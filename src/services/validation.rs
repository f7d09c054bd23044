//! Validation of raw crop attribute values against a category's schema.
//!
//! All-or-nothing: the first failing attribute rejects the whole
//! submission, so no partial attribute sets ever reach storage.

use std::collections::{HashMap, HashSet};

use regex::Regex;

use crate::domain::attribute::{AttributeDefinition, AttributeValue, AttributeValueInput};
use crate::domain::types::AttributeDefinitionId;

use super::{ServiceError, ServiceResult};

/// A submitted value that passed validation, carrying its typed
/// interpretation alongside the raw text that gets stored.
#[derive(Debug, Clone, PartialEq)]
pub struct ValidatedAttribute {
    pub attribute_definition_id: AttributeDefinitionId,
    pub raw: String,
    pub value: AttributeValue,
}

/// Checks a full submission against the owning category's definitions:
/// required coverage, definition existence, uniqueness per definition,
/// per-type parsing, and the definition's validation rule where present.
pub fn validate_crop_attributes(
    provided: &[AttributeValueInput],
    definitions: &[AttributeDefinition],
) -> ServiceResult<Vec<ValidatedAttribute>> {
    let by_id: HashMap<AttributeDefinitionId, &AttributeDefinition> =
        definitions.iter().map(|d| (d.id, d)).collect();

    let mut provided_ids = HashSet::new();
    for input in provided {
        if !provided_ids.insert(input.attribute_definition_id) {
            return Err(ServiceError::Validation(format!(
                "attribute definition {} is provided more than once",
                input.attribute_definition_id
            )));
        }
    }

    for definition in definitions.iter().filter(|d| d.is_required) {
        if !provided_ids.contains(&definition.id) {
            return Err(ServiceError::Validation(format!(
                "required attribute '{}' is missing",
                definition.name
            )));
        }
    }

    provided
        .iter()
        .map(|input| {
            let definition = by_id.get(&input.attribute_definition_id).ok_or_else(|| {
                ServiceError::Validation(format!(
                    "attribute definition {} does not belong to this category",
                    input.attribute_definition_id
                ))
            })?;

            let value =
                AttributeValue::parse(&input.value, definition.data_type).map_err(|e| {
                    ServiceError::Validation(format!(
                        "invalid value for attribute '{}': {e}",
                        definition.name
                    ))
                })?;

            if let Some(rule) = &definition.validation_rule {
                check_rule(rule, &value, definition)?;
            }

            Ok(ValidatedAttribute {
                attribute_definition_id: input.attribute_definition_id,
                raw: input.value.trim().to_string(),
                value,
            })
        })
        .collect()
}

/// Applies a definition's validation rule to an already-typed value.
///
/// Numbers take an inclusive `"min-max"` range; strings take an anchored
/// regex (so `"A|B|C"` enumerations work as written). Rules on date and
/// boolean definitions carry no semantics and are ignored. An unparseable
/// rule rejects the value rather than waving it through.
fn check_rule(
    rule: &str,
    value: &AttributeValue,
    definition: &AttributeDefinition,
) -> ServiceResult<()> {
    match value {
        AttributeValue::Number(number) => {
            let (min, max) = parse_range(rule).ok_or_else(|| {
                ServiceError::Validation(format!(
                    "attribute '{}' carries an unusable range rule '{rule}'",
                    definition.name
                ))
            })?;
            if *number < min || *number > max {
                return Err(ServiceError::Validation(format!(
                    "value {number} for attribute '{}' is outside {min}-{max}",
                    definition.name
                )));
            }
            Ok(())
        }
        AttributeValue::String(text) => {
            let pattern = format!("^(?:{rule})$");
            let regex = Regex::new(&pattern).map_err(|_| {
                ServiceError::Validation(format!(
                    "attribute '{}' carries an unusable pattern rule '{rule}'",
                    definition.name
                ))
            })?;
            if !regex.is_match(text) {
                return Err(ServiceError::Validation(format!(
                    "value '{text}' for attribute '{}' does not match '{rule}'",
                    definition.name
                )));
            }
            Ok(())
        }
        AttributeValue::Date(_) | AttributeValue::Bool(_) => Ok(()),
    }
}

/// Parses an inclusive `"min-max"` range, tolerating a negative minimum.
fn parse_range(rule: &str) -> Option<(f64, f64)> {
    let rule = rule.trim();
    let split = rule.char_indices().skip(1).find(|&(_, c)| c == '-')?.0;
    let min = rule[..split].trim().parse::<f64>().ok()?;
    let max = rule[split + 1..].trim().parse::<f64>().ok()?;
    (min <= max).then_some((min, max))
}

#[cfg(test)]
mod tests {
    use super::*;
    use crate::domain::types::{AttributeDataType, AttributeName, CategoryId};
    use chrono::{DateTime, NaiveDateTime};

    fn ts() -> NaiveDateTime {
        DateTime::from_timestamp(0, 0).unwrap().naive_utc()
    }

    fn definition(
        id: i32,
        name: &str,
        data_type: AttributeDataType,
        is_required: bool,
        validation_rule: Option<&str>,
    ) -> AttributeDefinition {
        AttributeDefinition {
            id: AttributeDefinitionId::new(id).unwrap(),
            category_id: CategoryId::new(1).unwrap(),
            name: AttributeName::new(name).unwrap(),
            data_type,
            is_required,
            validation_rule: validation_rule.map(str::to_string),
            unit: None,
            created_at: ts(),
            updated_at: ts(),
        }
    }

    fn input(id: i32, value: &str) -> AttributeValueInput {
        AttributeValueInput {
            attribute_definition_id: AttributeDefinitionId::new(id).unwrap(),
            value: value.to_string(),
        }
    }

    #[test]
    fn missing_required_attribute_fails() {
        let definitions = vec![
            definition(1, "GrowingSeason", AttributeDataType::String, true, None),
            definition(2, "Weight", AttributeDataType::Number, true, None),
        ];

        let err =
            validate_crop_attributes(&[input(1, "Spring")], &definitions).unwrap_err();
        assert!(matches!(err, ServiceError::Validation(_)));

        let ok = validate_crop_attributes(
            &[input(1, "Spring"), input(2, "1.5")],
            &definitions,
        )
        .unwrap();
        assert_eq!(ok.len(), 2);
    }

    #[test]
    fn unknown_definition_fails() {
        let definitions = vec![definition(
            1,
            "GrowingSeason",
            AttributeDataType::String,
            false,
            None,
        )];

        let err = validate_crop_attributes(&[input(9, "Spring")], &definitions).unwrap_err();
        assert!(matches!(err, ServiceError::Validation(_)));
    }

    #[test]
    fn duplicate_definition_fails() {
        let definitions = vec![definition(
            1,
            "GrowingSeason",
            AttributeDataType::String,
            false,
            None,
        )];

        let err = validate_crop_attributes(
            &[input(1, "Spring"), input(1, "Fall")],
            &definitions,
        )
        .unwrap_err();
        assert!(matches!(err, ServiceError::Validation(_)));
    }

    #[test]
    fn number_values_must_parse() {
        let definitions = vec![definition(1, "Weight", AttributeDataType::Number, false, None)];

        let err = validate_crop_attributes(&[input(1, "abc")], &definitions).unwrap_err();
        assert!(matches!(err, ServiceError::Validation(_)));

        let ok = validate_crop_attributes(&[input(1, "42")], &definitions).unwrap();
        assert_eq!(ok[0].value, AttributeValue::Number(42.0));
    }

    #[test]
    fn date_and_boolean_values_must_parse() {
        let definitions = vec![
            definition(1, "Harvested", AttributeDataType::Date, false, None),
            definition(2, "Organic", AttributeDataType::Boolean, false, None),
        ];

        assert!(
            validate_crop_attributes(&[input(1, "not-a-date")], &definitions).is_err()
        );
        assert!(validate_crop_attributes(&[input(2, "maybe")], &definitions).is_err());

        let ok = validate_crop_attributes(
            &[input(1, "2026-04-01"), input(2, "TRUE")],
            &definitions,
        )
        .unwrap();
        assert_eq!(ok[1].value, AttributeValue::Bool(true));
    }

    #[test]
    fn numeric_range_rule_is_enforced() {
        let definitions = vec![definition(
            1,
            "Weight",
            AttributeDataType::Number,
            false,
            Some("0.5-25"),
        )];

        assert!(validate_crop_attributes(&[input(1, "26")], &definitions).is_err());
        assert!(validate_crop_attributes(&[input(1, "0.4")], &definitions).is_err());
        assert!(validate_crop_attributes(&[input(1, "12")], &definitions).is_ok());
    }

    #[test]
    fn enumeration_rule_is_enforced_on_strings() {
        let definitions = vec![definition(
            1,
            "GrowingSeason",
            AttributeDataType::String,
            false,
            Some("Spring|Summer|Fall"),
        )];

        assert!(validate_crop_attributes(&[input(1, "Winter")], &definitions).is_err());
        assert!(validate_crop_attributes(&[input(1, "Fall")], &definitions).is_ok());
    }

    #[test]
    fn unusable_rules_fail_closed() {
        let bad_range = vec![definition(
            1,
            "Weight",
            AttributeDataType::Number,
            false,
            Some("heavy"),
        )];
        assert!(validate_crop_attributes(&[input(1, "12")], &bad_range).is_err());

        let bad_pattern = vec![definition(
            1,
            "GrowingSeason",
            AttributeDataType::String,
            false,
            Some("(unclosed"),
        )];
        assert!(validate_crop_attributes(&[input(1, "Spring")], &bad_pattern).is_err());
    }

    #[test]
    fn range_parser_handles_negatives() {
        assert_eq!(parse_range("-5-5"), Some((-5.0, 5.0)));
        assert_eq!(parse_range("10-20"), Some((10.0, 20.0)));
        assert_eq!(parse_range("20-10"), None);
        assert_eq!(parse_range("warm"), None);
    }
}
use std::collections::HashMap;

use crate::db::{DbConnection, DbPool};
use crate::domain::attribute::{
    AttributeDefinition, AttributeDefinitionDraft, AttributeValueInput, CropAttributeValue,
    NewAttributeDefinition,
};
use crate::domain::category::{Category, NewCategory};
use crate::domain::crop::{Crop, NewCrop};
use crate::domain::types::{
    AttributeDefinitionId, CategoryId, CategoryName, CategoryStatus, CropId, CropName,
};
use crate::repository::errors::RepositoryResult;

pub mod attribute;
pub mod category;
pub mod crop;
pub mod errors;

/// Repository implementation backed by Diesel and SQLite.
///
/// The underlying `r2d2::Pool` is cheap to clone, allowing the repository to
/// be passed around freely between callers.
#[derive(Clone)]
pub struct DieselRepository {
    pool: DbPool,
}

impl DieselRepository {
    /// Create a new repository from an established database pool.
    pub fn new(pool: DbPool) -> Self {
        Self { pool }
    }

    /// Get a pooled database connection.
    fn conn(&self) -> RepositoryResult<DbConnection> {
        Ok(self.pool.get()?)
    }
}

/// Query parameters used when listing crops for search.
///
/// Only the filters the storage layer can answer cheaply live here; the
/// attribute-level filtering, sorting and pagination of the search pipeline
/// happen above the repository.
#[derive(Debug, Clone, Default)]
pub struct CropListQuery {
    /// Restrict to crops belonging to any of these categories.
    pub category_ids: Option<Vec<CategoryId>>,
    /// Case-insensitive substring match on the crop name.
    pub search: Option<String>,
}

impl CropListQuery {
    pub fn categories(mut self, category_ids: Vec<CategoryId>) -> Self {
        self.category_ids = Some(category_ids);
        self
    }

    pub fn search(mut self, search: impl Into<String>) -> Self {
        self.search = Some(search.into());
        self
    }
}

/// Read-only operations for category entities.
pub trait CategoryReader {
    /// Load the full category set, ordered by name.
    fn list_categories(&self) -> RepositoryResult<Vec<Category>>;
    /// Retrieve a category by its identifier.
    fn get_category_by_id(&self, id: CategoryId) -> RepositoryResult<Option<Category>>;
    /// Number of categories whose parent is `id`.
    fn count_child_categories(&self, id: CategoryId) -> RepositoryResult<usize>;
    /// Number of crops listed directly under category `id`.
    fn count_crops_in_category(&self, id: CategoryId) -> RepositoryResult<usize>;
}

/// Write operations for category entities.
pub trait CategoryWriter {
    /// Persist a new category together with its seed attribute definitions
    /// as one atomic unit.
    fn create_category(
        &self,
        category: &NewCategory,
        attributes: &[AttributeDefinitionDraft],
    ) -> RepositoryResult<Category>;
    /// Update name and parent; when `attributes` is given, reconcile the
    /// category's definitions against it in the same transaction.
    fn update_category(
        &self,
        id: CategoryId,
        name: &CategoryName,
        parent_id: Option<CategoryId>,
        attributes: Option<&[AttributeDefinitionDraft]>,
    ) -> RepositoryResult<usize>;
    /// Overwrite the moderation status.
    fn set_category_status(&self, id: CategoryId, status: CategoryStatus)
    -> RepositoryResult<usize>;
    /// Delete a category and its attribute definitions.
    fn delete_category(&self, id: CategoryId) -> RepositoryResult<usize>;
    /// Delete several categories (and their definitions) in one transaction;
    /// returns the number of categories removed.
    fn delete_categories(&self, ids: &[CategoryId]) -> RepositoryResult<usize>;
}

/// Read-only operations for attribute definitions.
pub trait AttributeDefinitionReader {
    /// List the definitions owned by a category, ordered by name.
    fn list_attributes_by_category(
        &self,
        category_id: CategoryId,
    ) -> RepositoryResult<Vec<AttributeDefinition>>;
    /// Retrieve a definition by its identifier.
    fn get_attribute_by_id(
        &self,
        id: AttributeDefinitionId,
    ) -> RepositoryResult<Option<AttributeDefinition>>;
}

/// Write operations for attribute definitions.
pub trait AttributeDefinitionWriter {
    /// Persist a new definition.
    fn create_attribute(
        &self,
        definition: &NewAttributeDefinition,
    ) -> RepositoryResult<AttributeDefinition>;
    /// Update an existing definition in place (`draft.id` is ignored).
    fn update_attribute(
        &self,
        id: AttributeDefinitionId,
        draft: &AttributeDefinitionDraft,
    ) -> RepositoryResult<usize>;
    /// Delete a definition, cascading over the crop attribute values that
    /// reference it, as one atomic unit.
    fn delete_attribute(&self, id: AttributeDefinitionId) -> RepositoryResult<usize>;
    /// Reconcile a category's stored definitions against a full desired
    /// list: absent stored entries are cascade-deleted, entries without an
    /// id are inserted, matching ids are updated. One transaction.
    fn reconcile_attributes(
        &self,
        category_id: CategoryId,
        desired: &[AttributeDefinitionDraft],
    ) -> RepositoryResult<Vec<AttributeDefinition>>;
}

/// Read-only operations for crop entities.
pub trait CropReader {
    /// Retrieve a crop by its identifier.
    fn get_crop_by_id(&self, id: CropId) -> RepositoryResult<Option<Crop>>;
    /// List crops matching the supplied query, in insertion order.
    fn list_crops(&self, query: &CropListQuery) -> RepositoryResult<Vec<Crop>>;
    /// Load the attribute values of the given crops.
    fn list_crop_attributes(
        &self,
        crop_ids: &[CropId],
    ) -> RepositoryResult<Vec<CropAttributeValue>>;
    /// Number of offers per crop, for the given crops. Crops without offers
    /// are absent from the map.
    fn count_offers_by_crop(
        &self,
        crop_ids: &[CropId],
    ) -> RepositoryResult<HashMap<CropId, usize>>;
}

/// Write operations for crop entities and their attribute values.
pub trait CropWriter {
    /// Persist a new crop together with its attribute values as one atomic
    /// unit.
    fn create_crop(
        &self,
        crop: &NewCrop,
        values: &[AttributeValueInput],
    ) -> RepositoryResult<Crop>;
    /// Update a crop and replace its attribute values with the given set
    /// (diffed in place) in one transaction.
    fn update_crop(
        &self,
        id: CropId,
        name: &CropName,
        category_id: CategoryId,
        values: &[AttributeValueInput],
    ) -> RepositoryResult<usize>;
    /// Delete a crop and its attribute values.
    fn delete_crop(&self, id: CropId) -> RepositoryResult<usize>;
}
....
Activity:
Quote the records from their first line to the line with "use crate::domain::types::AttributeDefinitionId;", inclusive, without adding or dropping anything.

Solution below:
filename src/services/validation.rs
repository f7d09c054bd23044
//! Validation of raw crop attribute values against a category's schema.
//!
//! All-or-nothing: the first failing attribute rejects the whole
//! submission, so no partial attribute sets ever reach storage.

use std::collections::{HashMap, HashSet};

use regex::Regex;

use crate::domain::attribute::{AttributeDefinition, AttributeValue, AttributeValueInput};
use crate::domain::types::AttributeDefinitionId;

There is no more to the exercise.